Prompt: Nothing after the line containing "so a client" belongs in the answer; write out exactly every line from the start of the material up to it, including it.

___ Data records ___

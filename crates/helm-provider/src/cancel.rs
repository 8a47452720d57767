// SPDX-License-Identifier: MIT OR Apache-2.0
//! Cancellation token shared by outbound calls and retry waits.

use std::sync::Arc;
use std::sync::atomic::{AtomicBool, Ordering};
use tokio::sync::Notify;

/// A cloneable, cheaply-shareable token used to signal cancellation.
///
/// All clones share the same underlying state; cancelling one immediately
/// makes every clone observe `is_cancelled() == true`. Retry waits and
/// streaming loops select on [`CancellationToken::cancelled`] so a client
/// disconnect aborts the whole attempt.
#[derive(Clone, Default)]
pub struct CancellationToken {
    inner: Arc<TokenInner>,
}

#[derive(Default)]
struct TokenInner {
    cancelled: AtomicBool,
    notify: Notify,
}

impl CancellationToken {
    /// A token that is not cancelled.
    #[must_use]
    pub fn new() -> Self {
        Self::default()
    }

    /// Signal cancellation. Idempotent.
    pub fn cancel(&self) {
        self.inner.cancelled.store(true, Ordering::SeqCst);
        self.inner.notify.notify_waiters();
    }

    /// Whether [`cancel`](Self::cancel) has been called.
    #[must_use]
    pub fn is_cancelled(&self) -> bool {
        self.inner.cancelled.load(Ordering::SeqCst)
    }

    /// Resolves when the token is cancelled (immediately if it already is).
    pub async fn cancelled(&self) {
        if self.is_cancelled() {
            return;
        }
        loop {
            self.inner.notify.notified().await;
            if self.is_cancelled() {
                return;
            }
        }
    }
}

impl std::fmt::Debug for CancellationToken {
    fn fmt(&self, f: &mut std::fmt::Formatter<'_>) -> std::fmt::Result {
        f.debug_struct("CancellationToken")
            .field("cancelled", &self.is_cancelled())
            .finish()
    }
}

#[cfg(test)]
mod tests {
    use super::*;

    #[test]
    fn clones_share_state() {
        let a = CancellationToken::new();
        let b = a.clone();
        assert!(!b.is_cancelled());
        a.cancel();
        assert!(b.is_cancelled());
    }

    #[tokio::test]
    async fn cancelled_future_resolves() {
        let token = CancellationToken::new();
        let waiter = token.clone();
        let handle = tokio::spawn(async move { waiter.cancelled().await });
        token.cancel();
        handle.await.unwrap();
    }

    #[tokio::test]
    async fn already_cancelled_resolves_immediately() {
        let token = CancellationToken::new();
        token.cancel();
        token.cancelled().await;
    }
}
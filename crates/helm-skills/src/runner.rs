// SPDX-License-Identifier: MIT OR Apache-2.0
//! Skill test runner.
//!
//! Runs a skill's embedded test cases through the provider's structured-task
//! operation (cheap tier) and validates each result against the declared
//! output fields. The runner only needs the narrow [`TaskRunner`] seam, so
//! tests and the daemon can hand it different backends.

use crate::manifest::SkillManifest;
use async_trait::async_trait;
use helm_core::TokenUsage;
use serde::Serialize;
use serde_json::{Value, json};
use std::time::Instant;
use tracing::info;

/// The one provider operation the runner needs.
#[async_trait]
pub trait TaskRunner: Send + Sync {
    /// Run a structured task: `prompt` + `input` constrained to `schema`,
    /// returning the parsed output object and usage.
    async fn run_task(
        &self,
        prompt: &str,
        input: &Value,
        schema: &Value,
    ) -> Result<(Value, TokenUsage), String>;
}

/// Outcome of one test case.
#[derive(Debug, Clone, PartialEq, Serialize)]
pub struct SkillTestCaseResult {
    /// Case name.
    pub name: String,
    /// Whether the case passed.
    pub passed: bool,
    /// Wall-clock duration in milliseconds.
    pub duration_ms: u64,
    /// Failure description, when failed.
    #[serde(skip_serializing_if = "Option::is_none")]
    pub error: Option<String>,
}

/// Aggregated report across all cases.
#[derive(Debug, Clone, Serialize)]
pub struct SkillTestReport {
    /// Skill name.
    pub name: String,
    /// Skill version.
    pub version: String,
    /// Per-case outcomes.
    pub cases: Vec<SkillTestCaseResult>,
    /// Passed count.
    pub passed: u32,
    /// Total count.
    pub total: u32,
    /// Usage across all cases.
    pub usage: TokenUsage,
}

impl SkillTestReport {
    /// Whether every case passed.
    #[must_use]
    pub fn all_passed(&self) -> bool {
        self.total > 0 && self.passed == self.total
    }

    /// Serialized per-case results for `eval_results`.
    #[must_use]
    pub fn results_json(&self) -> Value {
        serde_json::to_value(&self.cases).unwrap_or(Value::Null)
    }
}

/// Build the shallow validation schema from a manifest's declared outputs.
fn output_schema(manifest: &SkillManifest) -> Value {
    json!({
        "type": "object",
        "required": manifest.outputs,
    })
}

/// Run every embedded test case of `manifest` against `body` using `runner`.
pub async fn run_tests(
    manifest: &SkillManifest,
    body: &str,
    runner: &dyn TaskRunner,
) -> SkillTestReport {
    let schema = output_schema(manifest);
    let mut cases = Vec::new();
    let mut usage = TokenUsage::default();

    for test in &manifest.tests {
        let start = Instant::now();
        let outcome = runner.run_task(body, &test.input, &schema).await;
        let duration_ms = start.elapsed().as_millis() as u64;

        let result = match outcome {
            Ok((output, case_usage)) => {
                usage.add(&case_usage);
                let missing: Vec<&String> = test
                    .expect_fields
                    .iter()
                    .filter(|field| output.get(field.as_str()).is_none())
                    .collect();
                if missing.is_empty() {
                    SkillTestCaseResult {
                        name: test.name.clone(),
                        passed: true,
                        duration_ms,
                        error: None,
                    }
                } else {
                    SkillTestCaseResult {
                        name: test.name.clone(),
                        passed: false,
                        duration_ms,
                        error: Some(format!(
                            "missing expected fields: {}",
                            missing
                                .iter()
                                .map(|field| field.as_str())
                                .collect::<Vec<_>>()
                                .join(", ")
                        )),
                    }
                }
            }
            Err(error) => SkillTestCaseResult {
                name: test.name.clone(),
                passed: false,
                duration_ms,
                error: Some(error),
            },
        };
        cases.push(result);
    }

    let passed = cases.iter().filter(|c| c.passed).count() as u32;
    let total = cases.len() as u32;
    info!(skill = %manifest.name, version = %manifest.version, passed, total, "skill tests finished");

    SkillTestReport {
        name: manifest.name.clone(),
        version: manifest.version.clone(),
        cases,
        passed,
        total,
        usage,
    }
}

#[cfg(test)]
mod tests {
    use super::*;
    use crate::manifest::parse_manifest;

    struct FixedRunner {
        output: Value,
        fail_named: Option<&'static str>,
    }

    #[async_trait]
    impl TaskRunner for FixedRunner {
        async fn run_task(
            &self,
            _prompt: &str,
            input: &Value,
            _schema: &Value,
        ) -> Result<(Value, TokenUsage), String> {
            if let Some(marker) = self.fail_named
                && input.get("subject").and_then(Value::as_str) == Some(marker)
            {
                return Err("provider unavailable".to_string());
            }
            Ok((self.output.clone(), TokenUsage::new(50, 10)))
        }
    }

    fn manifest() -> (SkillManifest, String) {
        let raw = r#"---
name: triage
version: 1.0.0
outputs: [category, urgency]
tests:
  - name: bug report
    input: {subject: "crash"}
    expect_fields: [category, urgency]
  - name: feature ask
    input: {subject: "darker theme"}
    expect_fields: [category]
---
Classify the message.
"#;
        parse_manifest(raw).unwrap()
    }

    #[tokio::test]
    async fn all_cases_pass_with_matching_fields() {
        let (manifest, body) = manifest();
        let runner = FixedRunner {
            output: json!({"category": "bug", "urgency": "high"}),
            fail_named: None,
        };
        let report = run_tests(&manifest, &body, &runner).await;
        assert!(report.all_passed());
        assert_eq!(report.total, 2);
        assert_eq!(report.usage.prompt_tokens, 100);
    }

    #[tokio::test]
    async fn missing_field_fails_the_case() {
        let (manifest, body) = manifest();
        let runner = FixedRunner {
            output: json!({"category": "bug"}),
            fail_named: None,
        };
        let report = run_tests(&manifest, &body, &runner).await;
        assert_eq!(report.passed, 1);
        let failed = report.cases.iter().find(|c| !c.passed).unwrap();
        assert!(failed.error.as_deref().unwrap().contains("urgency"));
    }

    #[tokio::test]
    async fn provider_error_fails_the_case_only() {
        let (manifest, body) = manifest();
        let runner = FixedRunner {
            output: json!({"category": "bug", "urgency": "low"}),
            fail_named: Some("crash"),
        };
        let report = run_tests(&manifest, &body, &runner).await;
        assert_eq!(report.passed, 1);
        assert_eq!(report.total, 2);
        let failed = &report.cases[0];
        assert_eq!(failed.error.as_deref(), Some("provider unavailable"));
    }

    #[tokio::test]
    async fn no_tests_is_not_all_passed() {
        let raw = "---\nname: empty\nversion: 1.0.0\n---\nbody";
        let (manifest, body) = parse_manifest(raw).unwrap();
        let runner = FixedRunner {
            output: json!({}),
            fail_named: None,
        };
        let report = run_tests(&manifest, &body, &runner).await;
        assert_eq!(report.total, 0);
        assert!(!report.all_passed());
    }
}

___

Exercise response:
filename crates/helm-provider/src/cancel.rs
repository 8a47452720d57767
// SPDX-License-Identifier: MIT OR Apache-2.0
//! Cancellation token shared by outbound calls and retry waits.

use std::sync::Arc;
use std::sync::atomic::{AtomicBool, Ordering};
use tokio::sync::Notify;

/// A cloneable, cheaply-shareable token used to signal cancellation.
///
/// All clones share the same underlying state; cancelling one immediately
/// makes every clone observe `is_cancelled() == true`. Retry waits and
/// streaming loops select on [`CancellationToken::cancelled`] so a client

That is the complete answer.